Coraggio perché L’uomo che verrà mette in scena una delle pagine più buie della storia italiana di guerra, ovvero quella tristemente nota come la strage di Marzabotto: il 29 settembre del 1944 le SS scatenarono un rastrellamento senza precedenti sul Monte Sole (appennino emiliano, vicino Bologna), portando alla morte di quasi 700 persone, in gran parte donne, vecchi e bambini.
Il film è il frutto di un lavoro lunghissimo di preparazione, durato quasi 6 anni, in cui il regista ha incontrato ed intervistato diversi testimoni e protagonisti di quell’evento storico (partigiani, sopravvissuti, contadini), letto numerosi testi sull’argomento, visionato centinaia di foto del periodo. Il risultato è un film difficile da dimenticare.
Giorgio Diritti (Il vento fa il suo giro) ha lavorato per un certo periodo della sua vita ad Ipotesi Cinema, l’istituto per la formazione di giovani autori fondato e diretto da Ermanno Olmi. Quell’esperienza si è oggi riversata in questa pellicola, scegliendo una modalità di racconto che accarezza la messa in scena documentaristica grazie all’uso frequente della macchina a mano che segue, pedina gli attori; all’utilizzo di attori professionisti insieme a gente presa dalla strada, o meglio sarebbe dire dai monti; all’uso del dialetto per i dialoghi; all’attenzione per i dettagli della vita contadina, il cui mondo non può prescindere da quello descritto dallo stesso Olmi nel suo capolavoro L’albero degli zoccoli. “In fondo – ricorda il regista – la società contadina è rimasta immutata per lungo periodo fino al secondo dopoguerra.”
Dicevamo della strage di Marzabotto. Il film ha il pregio di non costruire l’ennesimo film di guerra, con fascisti da una parte, resistenza dall’altra, tra buoni da una parte, cattivi dall’altra. Il regista inizialmente punta la sua attenzione sulla vita contadina, sulle fatiche dei lavori quotidiani in casa per le donne, nei campi per gli uomini. Lo spettatore è letteralmente calato in questa dimensione tanto da farci dimenticare ben presto il dialetto e tutti gli artifici cinematografici in uso. Ci troviamo a vivere sul Monte Sole insieme a Lena, Beniamina, Martina, Armando e tutti i suoi abitanti.
La guerra inizialmente è lontana. Se ne odono gli echi lontani, i tedeschi arrivano solo per acquistare uova, sale, latte, formaggi. Il regime fascista segna la sua presenza unicamente attraverso leggi che i contadini non capiscono ma subiscono: la legge sulla macellazione del maiale, l’impedimento a vendere il proprio podere.
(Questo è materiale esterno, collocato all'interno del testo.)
//! Metadata-only quality discovery

use super::MediaDownloader;
use crate::error::{Error, Result};
use std::collections::BTreeSet;

impl MediaDownloader {
    /// List the distinct vertical resolutions available for a URL.
    ///
    /// Invokes the extraction engine in metadata-only mode (nothing is
    /// downloaded), collects each variant's height where present, and returns
    /// the deduplicated set as strings in ascending numeric order. Audio-only
    /// variants carry no height and are skipped.
    ///
    /// # Errors
    ///
    /// Returns [`Error::Discovery`] when the engine cannot resolve the URL.
    pub async fn list_qualities(&self, url: &str) -> Result<Vec<String>> {
        let variants = self.extractor.probe(url).await.map_err(|e| match e {
            already @ Error::Discovery(_) => already,
            other => Error::Discovery(other.to_string()),
        })?;

        let heights: BTreeSet<u32> = variants.into_iter().filter_map(|v| v.height).collect();

        Ok(heights.into_iter().map(|h| h.to_string()).collect())
    }
}

// unwrap/expect are acceptable in tests for concise failure-on-error assertions
#[allow(clippy::unwrap_used, clippy::expect_used)]
#[cfg(test)]
mod tests {
    use super::super::test_helpers::{MockExtractor, create_test_downloader_with, variant};
    use crate::error::Error;

    #[tokio::test]
    async fn heights_are_deduplicated_and_sorted_ascending() {
        let mock = MockExtractor {
            variants: vec![
                variant("hls-720", Some(720)),
                variant("dash-240", Some(240)),
                variant("dash-480", Some(480)),
                variant("hls-480", Some(480)),
                variant("audio", None),
            ],
            ..MockExtractor::default()
        };
        let (downloader, _temp) = create_test_downloader_with(mock).await;

        let qualities = downloader
            .list_qualities("https://media.example.com/multi")
            .await
            .unwrap();

        assert_eq!(qualities, vec!["240", "480", "720"]);
    }

    #[tokio::test]
    async fn numeric_order_beats_lexicographic_order() {
        let mock = MockExtractor {
            variants: vec![
                variant("a", Some(1080)),
                variant("b", Some(144)),
                variant("c", Some(720)),
            ],
            ..MockExtractor::default()
        };
        let (downloader, _temp) = create_test_downloader_with(mock).await;

        let qualities = downloader
            .list_qualities("https://media.example.com/wide-range")
            .await
            .unwrap();

        // Lexicographic sorting would put "1080" before "144"
        assert_eq!(qualities, vec!["144", "720", "1080"]);
    }

    #[tokio::test]
    async fn audio_only_media_yields_empty_list() {
        let mock = MockExtractor {
            variants: vec![variant("opus", None), variant("m4a", None)],
            ..MockExtractor::default()
        };
        let (downloader, _temp) = create_test_downloader_with(mock).await;

        let qualities = downloader
            .list_qualities("https://media.example.com/podcast")
            .await
            .unwrap();

        assert!(qualities.is_empty());
    }

    #[tokio::test]
    async fn probe_failure_surfaces_as_discovery_error() {
        let mock = MockExtractor {
            probe_error: Some("Unsupported URL".to_string()),
            ..MockExtractor::default()
        };
        let (downloader, _temp) = create_test_downloader_with(mock).await;

        let result = downloader
            .list_qualities("https://media.example.com/unsupported")
            .await;

        match result {
            Err(Error::Discovery(msg)) => assert!(msg.contains("Unsupported URL")),
            other => panic!("expected Discovery error, got {other:?}"),
        }
    }
}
La vita, sebbene dura, procede placida secondo i ritmi della natura, del raccolto, della semina, mentre una nuova vita si appresta ad affacciarsi in questo mondo sull’orlo della tragedia. Il tutto raccontata attraverso gli occhi di un piccolo narratore, Martina, 8 anni, che da quando ha perso il fratellino ha smesso di parlare. Testimone silenzioso ma cosciente, nonostante la giovane età, della cattiveria umana.
Piano piano, con il passare del tempo, le cose iniziano a cambiare. I tedeschi diventano sempre più aggressivi; la resistenza partigiana reagisce, anche in maniera feroce. I suoni della guerra si fanno sempre più forti, mentre le luci delle deflagrazioni iniziano a illuminare la notte. La tranquilla vita contadina a contatto con la natura viene scossa, sconvolta dall’avvento delle macchine, della guerra, del progresso, del sangue e della morte. L’eccidio di Marzabotto non è altro che la risoluzione finale di tale conflitto.
Un film che resta impresso nella mente dello spettatore per i volti, i suoni, i colori di un racconto asciutto, serrato, privo di moralismo e di luoghi comuni. Un film che racconta ma non indottrina, che non da risposte ma spinge all’approfondimento personale: una vera e propria opera aperta. Un film da vedere e far vedere, consigliare e rivedere, affinchè la memoria non si affievolisca, affinchè dagli errori del passato si possa imparare per il presente ed il futuro. Se doveste scegliere un solo film da vedere al cinema quest’anno, questo film è L’uomo che verrà.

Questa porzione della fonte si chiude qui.